*WHAT IS EXPECTED:*
Which lines of the data hold the word "None"? Copy all of them.

*SUPPLIED RECORDS:*

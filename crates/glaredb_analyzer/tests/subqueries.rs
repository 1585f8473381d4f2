use std::sync::Arc;
use std::sync::atomic::{AtomicUsize, Ordering};

use glaredb_analyzer::analyzer::passthrough::strip_passthrough_nodes;
use glaredb_analyzer::analyzer::rule::RuleSelector;
use glaredb_analyzer::analyzer::scope::Scope;
use glaredb_analyzer::analyzer::{Analyzer, DEFAULT_RULES};
use glaredb_analyzer::catalog::MemoryCatalog;
use glaredb_analyzer::config::AnalyzerConfig;
use glaredb_analyzer::context::AnalysisContext;
use glaredb_analyzer::errors::AnalyzerError;
use glaredb_analyzer::explain::node::ExplainNode;
use glaredb_analyzer::expr::scalar::{DataType, ScalarValue};
use glaredb_analyzer::expr::subquery_expr::SubqueryExpr;
use glaredb_analyzer::expr::{
    Expression,
    alias,
    col,
    eq,
    lit,
    qualified_col,
    subquery,
    volatile_function,
};
use glaredb_analyzer::logical::builder::PlanBuilder;
use glaredb_analyzer::logical::logical_join::JoinType;
use glaredb_analyzer::logical::operator::LogicalOperator;
use glaredb_analyzer::logical::schema::ColumnSchema;
use glaredb_analyzer::transform::inspect::{
    Recursion,
    find_plan,
    inspect_plan_expressions,
    subqueries_in_plan,
};

fn analyzer() -> Analyzer {
    logutil::init_test();

    let catalog = MemoryCatalog::new();
    catalog.create_table("t1", [("a", DataType::Int64), ("b", DataType::Utf8)]);
    catalog.create_table("t2", [("c", DataType::Int64), ("d", DataType::Utf8)]);
    Analyzer::new(Arc::new(catalog), AnalyzerConfig::default())
}

/// SELECT b FROM t1 WHERE a = (<query>)
fn where_a_equals(query: LogicalOperator) -> LogicalOperator {
    PlanBuilder::unresolved_table("t1")
        .filter(eq(col("a"), subquery(query)))
        .project([col("b")])
        .build()
}

/// (SELECT <column> FROM <table>) AS <alias> (<column>)
fn derived(alias: &str, table: &str, column: &str) -> LogicalOperator {
    PlanBuilder::unresolved_table(table)
        .project([col(column)])
        .subquery_alias(alias, [column])
        .build()
}

fn only_subquery(plan: &LogicalOperator) -> &SubqueryExpr {
    let subqueries = subqueries_in_plan(plan);
    assert_eq!(1, subqueries.len(), "expected a single subquery");
    subqueries[0]
}

fn first_derived_table(plan: &LogicalOperator) -> &LogicalOperator {
    find_plan(plan, &mut |n| matches!(n, LogicalOperator::SubqueryAlias(_)))
        .expect("plan to contain a derived table")
}

/// Index of the first resolved reference to `name` in the plan.
fn column_index(plan: &LogicalOperator, name: &str) -> Option<usize> {
    let mut found = None;
    inspect_plan_expressions(plan, &mut |expr| match expr {
        Expression::Column(column) if column.name == name => {
            found = Some(column.index);
            Recursion::Stop
        }
        _ => Recursion::Continue,
    });
    found
}

#[test]
fn correlated_subquery_not_cacheable() {
    let inner = PlanBuilder::unresolved_table("t2")
        .filter(eq(col("d"), col("b")))
        .project([col("c")])
        .build();

    let plan = analyzer().analyze(where_a_equals(inner)).unwrap();
    assert!(plan.resolved());
    assert!(matches!(plan, LogicalOperator::QueryProcess(_)));

    let sq = only_subquery(&plan);
    assert!(!sq.cacheable);
    // Layout inside the subquery is t1.a, t1.b, t2.c, t2.d.
    assert_eq!(Some(1), column_index(&sq.query, "b"));
    assert_eq!(Some(3), column_index(&sq.query, "d"));
    assert!(matches!(*sq.query, LogicalOperator::Project(_)));
}

#[test]
fn uncorrelated_subquery_cacheable() {
    let inner = PlanBuilder::unresolved_table("t2")
        .filter(eq(col("c"), lit(1)))
        .project([col("c")])
        .build();

    let plan = analyzer().analyze(where_a_equals(inner)).unwrap();
    let sq = only_subquery(&plan);
    assert!(sq.cacheable);

    let calls = AtomicUsize::new(0);
    for _ in 0..2 {
        let results = sq
            .results(|| {
                calls.fetch_add(1, Ordering::SeqCst);
                Ok(vec![ScalarValue::Int64(1)])
            })
            .unwrap();
        assert_eq!(&[ScalarValue::Int64(1)], results.as_slice());
    }
    assert_eq!(1, calls.load(Ordering::SeqCst));
}

#[test]
fn non_deterministic_subquery_not_cacheable() {
    let inner = PlanBuilder::unresolved_table("t2")
        .filter(eq(
            col("c"),
            volatile_function("rand", Vec::new(), DataType::Int64),
        ))
        .project([col("c")])
        .build();

    let plan = analyzer().analyze(where_a_equals(inner)).unwrap();
    assert!(plan.resolved());
    assert!(!only_subquery(&plan).cacheable);
}

#[test]
fn missing_column_fails_only_after_finalize() {
    let inner = PlanBuilder::unresolved_table("t2")
        .project([col("missing")])
        .build();
    let analyzer = analyzer();

    let tentative = analyzer
        .analyze_through_batch(
            &AnalysisContext::new(),
            where_a_equals(inner.clone()),
            &Scope::empty(),
            DEFAULT_RULES,
            &RuleSelector::all(),
        )
        .unwrap();
    assert!(!tentative.data.resolved());

    let err = analyzer.analyze(where_a_equals(inner)).unwrap_err();
    assert!(
        matches!(&err, AnalyzerError::ColumnNotFound { column } if column == "missing"),
        "{err}"
    );
}

#[test]
fn derived_table_column_count_mismatch() {
    let plan = PlanBuilder::unresolved_table("t1")
        .project([col("a")])
        .subquery_alias("sq", ["x", "y"])
        .project([col("x")])
        .build();

    let err = analyzer().analyze(plan).unwrap_err();
    assert!(
        matches!(
            &err,
            AnalyzerError::ColumnCountMismatch {
                alias,
                declared: 2,
                produced: 1,
            } if alias == "sq"
        ),
        "{err}"
    );
}

#[test]
fn top_level_derived_table() {
    let plan = PlanBuilder::from(derived("sq", "t1", "a"))
        .project([col("a")])
        .build();

    let plan = analyzer().analyze(plan).unwrap();
    assert!(plan.resolved());

    let LogicalOperator::SubqueryAlias(sqa) = first_derived_table(&plan) else {
        unreachable!()
    };
    assert!(!sqa.node.outer_scope_visibility);
    assert_eq!(Some(0), column_index(&plan, "a"));
}

#[test]
fn derived_table_in_subquery_sees_outer_tables() {
    let inner = PlanBuilder::unresolved_table("t2")
        .filter(eq(col("c"), col("a")))
        .project([col("c")])
        .subquery_alias("sq", ["x"])
        .project([col("x")])
        .build();

    let plan = analyzer().analyze(where_a_equals(inner)).unwrap();
    assert!(plan.resolved());

    let sq = only_subquery(&plan);
    assert!(!sq.cacheable);

    let LogicalOperator::SubqueryAlias(sqa) = first_derived_table(&sq.query) else {
        unreachable!()
    };
    assert!(sqa.node.outer_scope_visibility);
    // t1.a is still the first column of the layout two levels down.
    assert_eq!(Some(0), column_index(&sq.query, "a"));
    assert_eq!(Some(2), column_index(&sq.query, "x"));
}

#[test]
fn aliases_hidden_from_nested_derived_tables() {
    // SELECT a, b AS bee, (SELECT x FROM (SELECT c FROM t2 WHERE d = bee) sq (x)) FROM t1
    let inner = PlanBuilder::unresolved_table("t2")
        .filter(eq(col("d"), col("bee")))
        .project([col("c")])
        .subquery_alias("sq", ["x"])
        .project([col("x")])
        .build();
    let plan = PlanBuilder::unresolved_table("t1")
        .project([
            col("a"),
            alias(col("b"), "bee"),
            subquery(inner),
        ])
        .build();

    let err = analyzer().analyze(plan).unwrap_err();
    assert!(
        matches!(&err, AnalyzerError::ColumnNotFound { column } if column == "bee"),
        "{err}"
    );
}

#[test]
fn top_level_join_caches_non_primary_side() {
    let plan = PlanBuilder::from(derived("l", "t1", "a"))
        .join(
            derived("r", "t2", "c"),
            JoinType::Inner,
            Some(eq(col("a"), col("c"))),
        )
        .project([col("a")])
        .build();

    let plan = strip_passthrough_nodes(analyzer().analyze(plan).unwrap());
    let LogicalOperator::Project(project) = &plan else {
        panic!("expected project, got {}", plan.name());
    };
    let LogicalOperator::Join(join) = &project.children[0] else {
        panic!("expected join");
    };

    assert_eq!(0, join.node.scope_len);
    assert!(matches!(join.children[0], LogicalOperator::SubqueryAlias(_)));
    let LogicalOperator::CachedResults(cached) = &join.children[1] else {
        panic!("expected cached results, got {}", join.children[1].name());
    };
    assert!(matches!(cached.children[0], LogicalOperator::SubqueryAlias(_)));
}

#[test]
fn join_in_subquery_caches_both_sides() {
    let inner = PlanBuilder::from(derived("l", "t2", "c"))
        .join(derived("r", "t2", "c"), JoinType::Inner, None)
        .project([qualified_col("l", "c")])
        .build();

    let plan = analyzer().analyze(where_a_equals(inner)).unwrap();
    assert!(plan.resolved());

    let sq = only_subquery(&plan);
    let LogicalOperator::Project(project) = &*sq.query else {
        panic!("expected project, got {}", sq.query.name());
    };
    let LogicalOperator::Join(join) = &project.children[0] else {
        panic!("expected join");
    };

    // Outer t1 contributes two columns to every row.
    assert_eq!(2, join.node.scope_len);
    for child in &join.children {
        let LogicalOperator::StripRow(strip) = child else {
            panic!("expected strip row, got {}", child.name());
        };
        assert_eq!(2, strip.node.num_columns);
        assert!(matches!(strip.children[0], LogicalOperator::CachedResults(_)));
    }
    assert_eq!(Some(2), column_index(&sq.query, "c"));
}

#[test]
fn show_columns_for_view() {
    let plan = PlanBuilder::unresolved_table("t1")
        .project([col("b")])
        .subquery_alias("v", ["name"])
        .show_columns()
        .build();

    let plan = strip_passthrough_nodes(analyzer().analyze(plan).unwrap());
    let LogicalOperator::ShowColumns(show) = &plan else {
        panic!("expected show columns, got {}", plan.name());
    };
    assert_eq!(
        vec![ColumnSchema::new("name", "v", DataType::Utf8)],
        show.described_schema()
    );
}

#[test]
fn explain_analyzed_plan() {
    let inner = PlanBuilder::unresolved_table("t2")
        .filter(eq(col("c"), lit(1)))
        .project([col("c")])
        .build();

    let plan = analyzer().analyze(where_a_equals(inner)).unwrap();
    let rendered = ExplainNode::new_from_logical_plan(false, &plan).render();

    let expected = [
        "QueryProcess",
        "  Project (projections = [t1.b#1])",
        "    Filter (predicate = t1.a#0 = (subquery cacheable))",
        "      Scan (table = t1)",
        "      Subquery (cacheable = true)",
        "        Project (projections = [t2.c#2])",
        "          Filter (predicate = t2.c#2 = 1)",
        "            Scan (table = t2)",
    ];
    assert_eq!(expected.join("\n") + "\n", rendered);
}

#[test]
fn settings_change_analysis() {
    logutil::init_test();

    let catalog = Arc::new(MemoryCatalog::new());
    catalog.create_table("t1", [("a", DataType::Int64)]);

    let mut config = AnalyzerConfig::default();
    config.set_from_str("log_plan_changes", "true").unwrap();
    let analyzer = Analyzer::new(catalog.clone(), config.clone());
    let plan = PlanBuilder::unresolved_table("t1").project([col("a")]).build();
    assert!(analyzer.analyze(plan.clone()).unwrap().resolved());

    // Resolving the table takes a pass, confirming nothing changes takes
    // another.
    config.set_from_str("max_iterations", "1").unwrap();
    let analyzer = Analyzer::new(catalog, config);
    let err = analyzer.analyze(plan).unwrap_err();
    assert!(
        matches!(
            err,
            AnalyzerError::MaxIterations {
                batch: DEFAULT_RULES,
                iterations: 1
            }
        ),
        "{err}"
    );
}
use std::collections::BTreeMap;
use std::fmt;

use serde::{Deserialize, Serialize};

/// An entry in an output for explaining a plan.
#[derive(Debug, Clone, PartialEq, Eq, Serialize, Deserialize)]
pub struct ExplainEntry {
    /// Name of the node.
    pub name: String,
    /// Items to display in the explain entry.
    ///
    /// Using a btree to ensure consistent ordering (mostly for test output).
    pub items: BTreeMap<String, ExplainValue>,
}

impl ExplainEntry {
    /// Create a new explain entry for a plan node.
    pub fn new(name: impl Into<String>) -> Self {
        ExplainEntry {
            name: name.into(),
            items: BTreeMap::new(),
        }
    }

    /// Put a value in the explain entry.
    pub fn with_value(mut self, key: impl Into<String>, value: impl fmt::Display) -> Self {
        let key = key.into();
        let val = ExplainValue::Value(value.to_string());
        self.items.insert(key, val);
        self
    }

    /// Put a list of values in the explain entry.
    pub fn with_values<S: fmt::Display>(
        mut self,
        key: impl Into<String>,
        values: impl IntoIterator<Item = S>,
    ) -> Self {
        let key = key.into();
        let vals = ExplainValue::Values(values.into_iter().map(|s| s.to_string()).collect());
        self.items.insert(key, vals);
        self
    }

    /// Put a value in the entry only when running a verbose explain.
    pub fn with_verbose_value(
        self,
        conf: ExplainConfig,
        key: impl Into<String>,
        value: impl fmt::Display,
    ) -> Self {
        if conf.verbose {
            self.with_value(key, value)
        } else {
            self
        }
    }
}

impl fmt::Display for ExplainEntry {
    fn fmt(&self, f: &mut fmt::Formatter<'_>) -> fmt::Result {
        write!(f, "{}", self.name)?;
        if !self.items.is_empty() {
            write!(f, " (")?;
            for (idx, (k, v)) in self.items.iter().enumerate() {
                if idx > 0 {
                    write!(f, ", ")?;
                }
                write!(f, "{k} = {v}")?;
            }
            write!(f, ")")?;
        }
        Ok(())
    }
}

#[derive(Debug, Clone, PartialEq, Eq, Serialize, Deserialize)]
pub enum ExplainValue {
    Value(String),
    Values(Vec<String>),
}

impl fmt::Display for ExplainValue {
    fn fmt(&self, f: &mut fmt::Formatter<'_>) -> fmt::Result {
        match self {
            Self::Value(v) => write!(f, "{v}"),
            Self::Values(v) => write!(f, "[{}]", v.join(", ")),
        }
    }
}

/// Configuration for producing an ExplainEntry for a node in a plan.
#[derive(Debug, Clone, Copy, Default)]
pub struct ExplainConfig {
    pub verbose: bool,
}

impl ExplainConfig {
    pub const VERBOSE: Self = ExplainConfig { verbose: true };
}

/// Trait for explaining a single node in the plan.
pub trait Explainable {
    /// Create an ExplainEntry for this node.
    fn explain_entry(&self, conf: ExplainConfig) -> ExplainEntry;
}

#[cfg(test)]
mod tests {
    use super::*;

    #[test]
    fn explain_entry_display_no_values() {
        let ent = ExplainEntry::new("DummyNode");

        let out = ent.to_string();
        assert_eq!("DummyNode", out);
    }

    #[test]
    fn explain_entry_display_with_values() {
        let ent = ExplainEntry::new("DummyNode")
            .with_value("k1", "v1")
            .with_values("k2", ["vs1", "vs2", "vs3"]);

        let out = ent.to_string();
        assert_eq!("DummyNode (k1 = v1, k2 = [vs1, vs2, vs3])", out);
    }

    #[test]
    fn verbose_values_skipped_by_default() {
        let ent = ExplainEntry::new("DummyNode").with_verbose_value(
            ExplainConfig::default(),
            "k1",
            "v1",
        );
        assert_eq!("DummyNode", ent.to_string());

        let ent =
            ExplainEntry::new("DummyNode").with_verbose_value(ExplainConfig::VERBOSE, "k1", "v1");
        assert_eq!("DummyNode (k1 = v1)", ent.to_string());
    }
}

*WRITTEN SOLUTION:*
    let mut found = None;
        .join(derived("r", "t2", "c"), JoinType::Inner, None)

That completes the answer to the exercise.